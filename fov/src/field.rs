use crate::{octant, rays::Rays, Error, Opacity};

#[derive(Copy, Clone, Eq, PartialEq, Hash, Default, Debug)]
pub enum Visibility {
    #[default]
    NotVisible,
    Visible,
}

/// Visibility buffer of `(2 * radius + 1)^2` cells centered on an origin.
///
/// Buffer cell `(fx, fy)` corresponds to map cell
/// `(origin_x + fx - radius, origin_y + fy - radius)`.
#[derive(Clone, Eq, PartialEq, Debug)]
pub struct FieldOfView {
    radius: i32,
    origin: [i32; 2],
    cells: Vec<Visibility>,
}

impl FieldOfView {
    /// Allocate an empty buffer where nothing is visible.
    pub fn new(radius: i32) -> Result<Self, Error> {
        assert!(radius >= 0, "FieldOfView::new: negative radius {radius}");
        let side = radius
            .checked_mul(2)
            .and_then(|d| d.checked_add(1))
            .ok_or(Error::TooLarge(radius))? as usize;
        let len = side.checked_mul(side).ok_or(Error::TooLarge(radius))?;
        let mut cells = Vec::new();
        cells.try_reserve_exact(len)?;
        cells.resize(len, Visibility::NotVisible);
        Ok(FieldOfView {
            radius,
            origin: [0, 0],
            cells,
        })
    }

    /// Compute the field of view of `radius` at `origin`.
    pub fn compute(
        map: &impl Opacity,
        origin: impl Into<[i32; 2]>,
        radius: i32,
    ) -> Result<Self, Error> {
        let mut ret = FieldOfView::new(radius)?;
        ret.update(map, origin)?;
        Ok(ret)
    }

    /// Recompute the buffer in place for a new origin.
    ///
    /// The radius stays fixed for the lifetime of the buffer.
    pub fn update(
        &mut self,
        map: &impl Opacity,
        origin: impl Into<[i32; 2]>,
    ) -> Result<(), Error> {
        let origin = origin.into();
        self.origin = origin;
        self.cells.fill(Visibility::NotVisible);

        if !map.contains(origin) {
            return Err(Error::OriginOutOfBounds(origin));
        }

        self.set_local(self.radius, self.radius);
        for dir in 0..8 {
            self.scan(map, dir, 1, Rays::default())?;
        }
        Ok(())
    }

    pub fn radius(&self) -> i32 {
        self.radius
    }

    pub fn origin(&self) -> [i32; 2] {
        self.origin
    }

    /// Width and height of the buffer.
    pub fn side(&self) -> i32 {
        2 * self.radius + 1
    }

    /// Look up a buffer cell with buffer-local coordinates.
    pub fn get_local(&self, fx: i32, fy: i32) -> Visibility {
        let side = self.side();
        if fx < 0 || fy < 0 || fx >= side || fy >= side {
            return Visibility::NotVisible;
        }
        self.cells[(fy * side + fx) as usize]
    }

    /// Whether a map cell is visible. Cells outside the buffer never are.
    pub fn is_visible(&self, p: impl Into<[i32; 2]>) -> bool {
        let [x, y] = p.into();
        let [ox, oy] = self.origin;
        self.get_local(x - ox + self.radius, y - oy + self.radius)
            == Visibility::Visible
    }

    /// Iterate the map coordinates of all visible cells.
    pub fn iter(&self) -> impl Iterator<Item = [i32; 2]> + '_ {
        let side = self.side();
        let [ox, oy] = self.origin;
        let r = self.radius;
        self.cells
            .iter()
            .enumerate()
            .filter(|(_, &c)| c == Visibility::Visible)
            .map(move |(i, _)| {
                let i = i as i32;
                [ox + i % side - r, oy + i / side - r]
            })
    }

    fn set_local(&mut self, fx: i32, fy: i32) {
        let side = self.side();
        self.cells[(fy * side + fx) as usize] = Visibility::Visible;
    }

    /// Scan one octant outwards from column `u_start` within the wedge
    /// bounded by `rays`.
    ///
    /// When a wall splits the wedge, the part passing below the wall is
    /// scanned with a recursive call and this call continues above it.
    fn scan(
        &mut self,
        map: &impl Opacity,
        dir: u8,
        u_start: i32,
        mut rays: Rays,
    ) -> Result<(), Error> {
        if rays.bottom.bottom_wall.u == rays.bottom.top_wall.u
            || rays.top.top_wall.u == rays.top.bottom_wall.u
        {
            return Err(Error::DegenerateRay);
        }

        let [cx, cy] = self.origin;
        let r = self.radius;

        for u in u_start..=r {
            let (b_top, b_bottom) =
                (rays.bottom.top_wall, rays.bottom.bottom_wall);
            let mut v_start = (b_bottom.v - b_top.v) * (u - b_top.u);
            // Rounds down when non-negative, negative values get clamped.
            v_start /= b_bottom.u - b_top.u;
            v_start += b_top.v;
            let v_start = v_start.max(0);

            let (t_bottom, t_top) = (rays.top.bottom_wall, rays.top.top_wall);
            let mut v_end = (t_top.v - t_bottom.v) * (u - t_bottom.u);
            // Round up.
            v_end += t_top.u - t_bottom.u - 1;
            v_end /= t_top.u - t_bottom.u;
            v_end += t_bottom.v - 1;
            let v_end = v_end.min(u);

            let mut previous_is_wall = true;
            let mut new_top_wall = None;

            if v_start > v_end {
                break;
            }

            for v in v_start..=v_end {
                let [dx, dy] = octant(dir, u, v);
                let p = [cx + dx, cy + dy];
                let legal = map.contains(p);
                if legal {
                    self.set_local(dx + r, dy + r);
                }

                if !legal || map.is_opaque(p) {
                    if !previous_is_wall {
                        new_top_wall = Some(v);
                    }
                    previous_is_wall = true;
                } else {
                    if previous_is_wall {
                        if let Some(wall_v) = new_top_wall.take() {
                            let mut child = rays.clone();
                            child.add_top_wall(u, wall_v);
                            self.scan(map, dir, u + 1, child)?;
                        }
                        rays.add_bottom_wall(u, v - 1);
                    }
                    previous_is_wall = false;
                }
            }

            if let Some(wall_v) = new_top_wall {
                rays.add_top_wall(u, wall_v);
            } else if previous_is_wall {
                break;
            }
        }

        Ok(())
    }
}

#[cfg(test)]
mod test {
    use super::*;
    use crate::test_map::TextMap;

    fn render(fov: &FieldOfView, map: &TextMap) -> String {
        let mut s = String::new();
        for y in 0..map.h {
            for x in 0..map.w {
                s.push(if fov.is_visible([x, y]) { '*' } else { '.' });
            }
            s.push('\n');
        }
        s
    }

    #[test]
    fn open_room() {
        let map = TextMap::new(
            "
            #########
            #.......#
            #.......#
            #.......#
            #########
            .........",
        );
        let fov = FieldOfView::compute(&map, [4, 2], 6).unwrap();

        for y in 1..4 {
            for x in 1..8 {
                assert!(fov.is_visible([x, y]), "{x}, {y} not visible");
            }
        }
        // Wall directly below the origin is visible, nothing past it is.
        assert!(fov.is_visible([4, 4]));
        for x in 0..9 {
            assert!(!fov.is_visible([x, 5]), "{}", render(&fov, &map));
        }
    }

    #[test]
    fn wall_casts_shadow() {
        let map = TextMap::new(
            "
            .......
            ...#...
            .......",
        );
        let fov = FieldOfView::compute(&map, [1, 1], 5).unwrap();
        assert!(fov.is_visible([2, 1]));
        assert!(fov.is_visible([3, 1]));
        assert!(!fov.is_visible([4, 1]));
        assert!(!fov.is_visible([6, 1]));
        assert!(fov.is_visible([6, 0]));
        assert!(fov.is_visible([6, 2]));
    }

    #[test]
    fn bounded_buffer() {
        let map = TextMap::new(
            "
            ...........
            ...........
            ...........
            ...........
            ...........",
        );
        let fov = FieldOfView::compute(&map, [5, 2], 2).unwrap();
        assert_eq!(fov.side(), 5);
        assert!(fov.is_visible([7, 4]));
        assert!(!fov.is_visible([8, 2]));
        assert!(!fov.is_visible([2, 2]));
        for [x, y] in fov.iter() {
            assert!((x - 5).abs() <= 2 && (y - 2).abs() <= 2);
        }
        assert_eq!(fov.iter().count(), 25);
    }

    #[test]
    fn deterministic() {
        let map = TextMap::noise(30, 20, 1234, 25);
        let mut fov = FieldOfView::new(8).unwrap();
        let mut origin = [0, 0];
        for y in 0..20 {
            for x in 0..30 {
                if !map.is_opaque([x, y]) {
                    origin = [x, y];
                }
            }
        }
        let a = FieldOfView::compute(&map, origin, 8).unwrap();
        fov.update(&map, origin).unwrap();
        assert_eq!(a, fov);
        fov.update(&map, origin).unwrap();
        assert_eq!(a, fov);
    }

    #[test]
    fn huge_radius() {
        assert!(matches!(
            FieldOfView::new(i32::MAX),
            Err(Error::TooLarge(i32::MAX))
        ));
        assert!(matches!(
            FieldOfView::new(i32::MAX / 2 + 1),
            Err(Error::TooLarge(_))
        ));
    }

    #[test]
    fn origin_outside_map() {
        let map = TextMap::new("...");
        assert!(matches!(
            FieldOfView::compute(&map, [5, 0], 3),
            Err(Error::OriginOutOfBounds([5, 0]))
        ));
    }

    #[test]
    fn symmetric_between_floors() {
        const R: i32 = 7;
        for seed in [1, 77, 4242] {
            let map = TextMap::noise(16, 16, seed, 20);
            let floors: Vec<[i32; 2]> = (0..16)
                .flat_map(|y| (0..16).map(move |x| [x, y]))
                .filter(|&p| !map.is_opaque(p))
                .collect();
            let fovs: Vec<FieldOfView> = floors
                .iter()
                .map(|&p| FieldOfView::compute(&map, p, R).unwrap())
                .collect();

            for (i, a) in floors.iter().enumerate() {
                for (j, b) in floors.iter().enumerate() {
                    if fovs[i].is_visible(*b) {
                        assert!(
                            fovs[j].is_visible(*a),
                            "{b:?} seen from {a:?} but not vice versa"
                        );
                    }
                }
            }
        }
    }
}
//! Dungeon level generation.

use anyhow::{bail, Context, Result};
use rand::prelude::*;
use util::{dijkstra_map, Array2d, AsciiMap, Grid, RngExt};

use crate::{ecs::*, prelude::*, prototypes, Config};

/// Read a terrain map from text, one character per tile.
pub fn from_ascii(map: &str) -> Result<Array2d<Terrain>> {
    let map = AsciiMap::new(map);
    let size = map.size();
    if size.x == 0 || size.y == 0 {
        bail!("Empty map");
    }

    let mut ret = Array2d::new(Grid::new(size.x, size.y), Terrain::default());
    for (p, c) in map.iter() {
        ret[p] = Terrain::try_from(c).with_context(|| format!("at {p}"))?;
    }
    Ok(ret)
}

/// Parameters for generating one level.
#[derive(Copy, Clone, Debug)]
pub struct Level {
    width: i32,
    height: i32,
    pillar_density: f32,
    /// Where the stairs from the level above arrive.
    upstairs: Option<IVec2>,
    /// True if map should include a downstairs exit.
    downstairs: bool,
}

/// A generated level map.
#[derive(Clone, Debug)]
pub struct Blueprint {
    pub terrain: Array2d<Terrain>,
    /// Tile every open tile of the map can be reached from.
    pub origin: IVec2,
    pub downstairs: Option<IVec2>,
}

impl Level {
    pub fn new(config: &Config) -> Self {
        Level {
            width: config.level_width,
            height: config.level_height,
            pillar_density: config.pillar_density,
            upstairs: None,
            downstairs: false,
        }
    }

    pub fn upstairs_at(mut self, pos: IVec2) -> Self {
        self.upstairs = Some(pos);
        self
    }

    pub fn with_downstairs(mut self) -> Self {
        self.downstairs = true;
        self
    }

    fn is_interior(&self, p: IVec2) -> bool {
        p.x > 0 && p.y > 0 && p.x < self.width - 1 && p.y < self.height - 1
    }

    /// Scatter a blob of soft ground around a point.
    fn patch(
        &self,
        terrain: &mut Array2d<Terrain>,
        rng: &mut (impl Rng + ?Sized),
    ) {
        let kind = if rng.gen_bool(0.5) {
            Terrain::Grass
        } else {
            Terrain::Dirt
        };
        let center =
            ivec2(rng.gen_range(1..self.width - 1), rng.gen_range(1..self.height - 1));
        let radius = rng.gen_range(1..=3);
        for y in -radius..=radius {
            for x in -radius..=radius {
                let p = center + ivec2(x, y);
                if x * x + y * y <= radius * radius
                    && self.is_interior(p)
                    && !rng.one_chance_in(4)
                {
                    terrain[p] = kind;
                }
            }
        }
    }

    pub fn generate(&self, rng: &mut (impl Rng + ?Sized)) -> Result<Blueprint> {
        if self.width < 4 || self.height < 4 {
            bail!("Level {}x{} is too small", self.width, self.height);
        }
        if let Some(p) = self.upstairs {
            if !self.is_interior(p) {
                bail!("Upstairs {p} is not inside the level");
            }
        }

        let grid = Grid::new(self.width, self.height);
        let mut terrain = Array2d::from_fn(grid, |p| {
            if self.is_interior(p) {
                Terrain::StoneFloor
            } else {
                Terrain::StoneWall
            }
        });

        for _ in 0..(grid.len() / 200).max(1) {
            self.patch(&mut terrain, rng);
        }

        for p in grid.iter() {
            if self.is_interior(p) && rng.gen::<f32>() < self.pillar_density {
                terrain[p] = Terrain::StoneWall;
            }
        }

        let origin = match self.upstairs {
            Some(p) => {
                terrain[p] = Terrain::Upstairs;
                p
            }
            None => {
                let open: Vec<IVec2> = grid
                    .iter()
                    .filter(|&p| !terrain[p].blocks_movement())
                    .collect();
                *open.choose(rng).context("Level has no floor")?
            }
        };

        // Wall off the pockets that can't be reached from the origin.
        let reachable: HashSet<IVec2> = dijkstra_map(
            |&p: &IVec2| {
                DIR_8
                    .iter()
                    .map(move |&d| p + d)
                    .filter(|&q| {
                        terrain.get(q).is_some_and(|t| !t.blocks_movement())
                    })
                    .collect::<Vec<_>>()
            },
            [origin],
        )
        .map(|(p, _)| p)
        .collect();
        for p in grid.iter() {
            if !reachable.contains(&p) {
                terrain[p] = Terrain::StoneWall;
            }
        }

        let downstairs = if self.downstairs {
            let mut spots: Vec<IVec2> =
                reachable.into_iter().filter(|&p| p != origin).collect();
            // Hash set order isn't stable, keep generation deterministic.
            spots.sort_by_key(|p| (p.y, p.x));
            let &p = spots.choose(rng).context("No room for downstairs")?;
            terrain[p] = Terrain::Downstairs;
            Some(p)
        } else {
            None
        };

        Ok(Blueprint {
            terrain,
            origin,
            downstairs,
        })
    }
}

/// Open tiles of a level that don't have stairs or anything on them.
fn free_spots(r: &Runtime, level: LevelId) -> Vec<IVec2> {
    let level = r.level(level);
    level
        .grid()
        .iter()
        .filter(|&p| {
            let t = level.terrain_at(p);
            !t.blocks_movement()
                && t.climb_direction().is_none()
                && level.occupants(p).is_empty()
        })
        .collect()
}

/// Put goblins and trinkets on a level.
pub fn populate(
    r: &mut Runtime,
    level: LevelId,
    config: &Config,
    rng: &mut (impl Rng + ?Sized),
) -> Result<()> {
    let mut spots = free_spots(r, level);
    spots.shuffle(rng);

    for _ in 0..config.goblins_per_level {
        let Some(pos) = spots.pop() else {
            log::warn!("populate: {level} is full, skipping goblins");
            break;
        };
        let goblin = prototypes::goblin(r, config.fov_radius)?;
        goblin.with_mut(r, |c: &mut Controlled| c.speed = config.goblin_speed);
        r.put_entity(level, goblin, pos);
    }

    for _ in 0..config.trinkets_per_level {
        let Some(pos) = spots.pop() else {
            log::warn!("populate: {level} is full, skipping trinkets");
            break;
        };
        let trinket = prototypes::trinket(r);
        r.put_entity(level, trinket, pos);
    }

    Ok(())
}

+++

WORK INSTRUCTIONS: When you reach the line holding "rays.top.top_wall.u == rays.top.bottom_wall.u" in the records above, begin reproducing exactly, stop after the line holding "let (b_top, b_bottom)", and output nothing else.

SOLVED EXERCISE:
            || rays.top.top_wall.u == rays.top.bottom_wall.u
        {
            return Err(Error::DegenerateRay);
        }

        let [cx, cy] = self.origin;
        let r = self.radius;

        for u in u_start..=r {
            let (b_top, b_bottom) =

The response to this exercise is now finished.